Mysteries of Louisville’s society party scene: Are those giant scissors in your pocket, or are you just happy to see us? - 2016

Big smiles, big personalities, and big business networking — yes, it’s everyone’s favorite feature in The Voice-Tribune: party photos! Boulevard picks through the pics, choosing our favorite coverage.
The cosmos presents so many mysteries: How did those Easter Island statues wind up there? What is dark matter? How does the Voice-Tribune choose which parties to cover?
We ask after noticing this week’s 10 parties include The Vein Treatment & Aesthetic Center’s annual summer open house on June 29. “The well-attended event,” we learn, “featured exciting prize drawings as well as discounted pricing on an assorted array of Vein Treatment & Aesthetic Center products. Various reps were also there to answer any questions attendees may have, and all enjoyed plenty of wine and light hors d’oeuvres.”
With all due respect, as people say when they actually mean the opposite, Boulevard wonders whether that event really qualifies as the crème de la crème of Louisville’s social scene. Yet, props to the 16-year-old clinic for silk-purse marketing its varicose and spider vein treatments.

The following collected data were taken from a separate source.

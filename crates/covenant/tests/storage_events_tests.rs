use covenant::{Runner, RuntimeError, Value, values_equal};
use pretty_assertions::assert_eq;

fn runner(source: &str) -> Runner {
    match Runner::new(source, "test.cov") {
        Ok(runner) => runner,
        Err(error) => panic!("program should check:\n{error}"),
    }
}

const VAULT: &str = "resource Vault {
    pub(set) var balance: Int
    init(balance: Int) {
        self.balance = balance
    }
    destroy() {}
}";

#[test]
fn storage_slots_are_type_keyed_and_optional() {
    let mut runner = runner(&format!(
        "{VAULT}
         fun save() {{
             storage[Vault] <- create Vault(balance: 100)
         }}
         fun stored(): Bool {{
             return storage[Vault] != nil
         }}"
    ));
    assert!(values_equal(&runner.invoke("stored", vec![]).unwrap(), &Value::from(false)));
    runner.invoke("save", vec![]).unwrap();
    assert!(values_equal(&runner.invoke("stored", vec![]).unwrap(), &Value::from(true)));
}

#[test]
fn references_dereference_through_storage() {
    let mut runner = runner(&format!(
        "{VAULT}
         fun save() {{
             storage[Vault] <- create Vault(balance: 42)
         }}
         fun read(): Int {{
             let vaultRef = &storage[Vault] as &Vault
             return vaultRef.balance
         }}"
    ));
    runner.invoke("save", vec![]).unwrap();
    let result = runner.invoke("read", vec![]).unwrap();
    assert!(values_equal(&result, &Value::from(42)));
}

#[test]
fn dereferencing_an_empty_slot_fails() {
    let mut runner = runner(&format!(
        "{VAULT}
         fun read(): Int {{
             let vaultRef = &storage[Vault] as &Vault
             return vaultRef.balance
         }}"
    ));
    let error = runner.invoke("read", vec![]).expect_err("empty slot must fail");
    assert!(matches!(error, RuntimeError::Dereference { .. }), "got {error}");
}

#[test]
fn writes_through_references_are_visible_in_storage() {
    let mut runner = runner(&format!(
        "{VAULT}
         fun save() {{
             storage[Vault] <- create Vault(balance: 1)
         }}
         fun bump() {{
             let vaultRef = &storage[Vault] as &Vault
             vaultRef.balance = vaultRef.balance + 1
         }}
         fun read(): Int {{
             let vaultRef = &storage[Vault] as &Vault
             return vaultRef.balance
         }}"
    ));
    runner.invoke("save", vec![]).unwrap();
    runner.invoke("bump", vec![]).unwrap();
    runner.invoke("bump", vec![]).unwrap();
    assert!(values_equal(&runner.invoke("read", vec![]).unwrap(), &Value::from(3)));
}

#[test]
fn swap_moves_resources_in_and_out_of_storage() {
    let mut runner = runner(&format!(
        "{VAULT}
         fun save() {{
             storage[Vault] <- create Vault(balance: 7)
         }}
         fun withdraw(): Int {{
             var slot: @Vault? <- nil
             slot <-> storage[Vault]
             let balance = slot?.balance ?? 0
             destroy slot
             return balance
         }}
         fun stored(): Bool {{
             return storage[Vault] != nil
         }}"
    ));
    runner.invoke("save", vec![]).unwrap();
    let result = runner.invoke("withdraw", vec![]).unwrap();
    assert!(values_equal(&result, &Value::from(7)));
    // the swap left nil behind
    assert!(values_equal(&runner.invoke("stored", vec![]).unwrap(), &Value::from(false)));
}

#[test]
fn emitted_events_carry_ordered_labeled_fields() {
    let mut runner = runner(
        "event Transfer(from: Int, to: Int, amount: Int)
         fun main() {
             emit Transfer(from: 1, to: 2, amount: 300)
             emit Transfer(from: 2, to: 1, amount: 5)
         }",
    );
    runner.invoke("main", vec![]).unwrap();
    let events = runner.take_events();
    assert_eq!(events.len(), 2);
    assert_eq!(events[0].name, "Transfer");
    let fields: Vec<&str> = events[0].fields.iter().map(|(name, _)| name.as_str()).collect();
    assert_eq!(fields, ["from", "to", "amount"]);
    assert!(values_equal(&events[0].fields[2].1, &Value::from(300)));
    assert!(values_equal(&events[1].fields[2].1, &Value::from(5)));

    // drained: a second read sees nothing new
    assert!(runner.take_events().is_empty());
}

#[test]
fn events_are_delivered_synchronously_in_program_order() {
    let mut runner = runner(
        "event Step(n: Int)
         fun main() {
             var i = 0
             while i < 3 {
                 emit Step(n: i)
                 i = i + 1
             }
         }",
    );
    runner.invoke("main", vec![]).unwrap();
    let events = runner.take_events();
    let ns: Vec<i64> = events
        .iter()
        .map(|event| match &event.fields[0].1 {
            Value::Int(i) => i64::try_from(i).unwrap(),
            other => panic!("unexpected {other}"),
        })
        .collect();
    assert_eq!(ns, vec![0, 1, 2]);
}

#[test]
fn partial_effects_survive_a_failed_invocation() {
    let mut runner = runner(
        r#"event Step(n: Int)
         var count = 0
         fun main() {
             emit Step(n: 1)
             count = count + 1
             panic("late failure")
         }"#,
    );
    let error = runner.invoke("main", vec![]).expect_err("panic must abort");
    assert!(matches!(error, RuntimeError::Panic { .. }));
    // effects before the failure are not rolled back
    assert_eq!(runner.take_events().len(), 1);
    assert!(values_equal(&runner.global("count").unwrap(), &Value::from(1)));
}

The center, according to its website, “coddles patients with a smorgasbord of cosmetic services in a cozy skin-clarifying facility. During your microdermabrasion, a skin savant will gently sweep perished skin cells under the closest rug, then set an antioxidant-rich ultrasonic infusion to the task of moisturizing arid flesh and rejuvenating the body’s roughened husk.”
To be sure, we’re a wee taken aback by the juxtaposition of “smorgasbord,” “perished skin cells,” and the “light hors d’oeuvres” served at the clinic’s open house. But that’s why we’re not in public relations.
Now, to our party pics pick!
Hands down, it was the June 30 celebration at home furnishings store Dwellings for its new location at 139 Breckenridge Lane. Of Tim Valentino‘s 32 pics, guests Palmer Cole and Tyler Freeman in photo No. 19 were the week’s best.
No grand opening would be complete without a ribbon-cutting ceremony, and Dwellings and the St. Mathews Chamber of Commerce didn’t disappoint — leading to our last mystery of the cosmos:
Where do all the chambers get those giant ceremonial scissors to cut ribbons? Turns out, there’s an actual company, Golden Openings of Urbandale, Iowa, that sells them — along with golden shovels for groundbreakings, plus all the other accouterments of commercial ceremonies. Their biggest working scissors are 40 inches long and sell for $199.
Golden Openings even sells a 17-page book for $19 that “guides you through the ribbon cutting from start to finish. This book provides a detailed description of the items you’ll need to consider to have a first-class ribbon cutting!”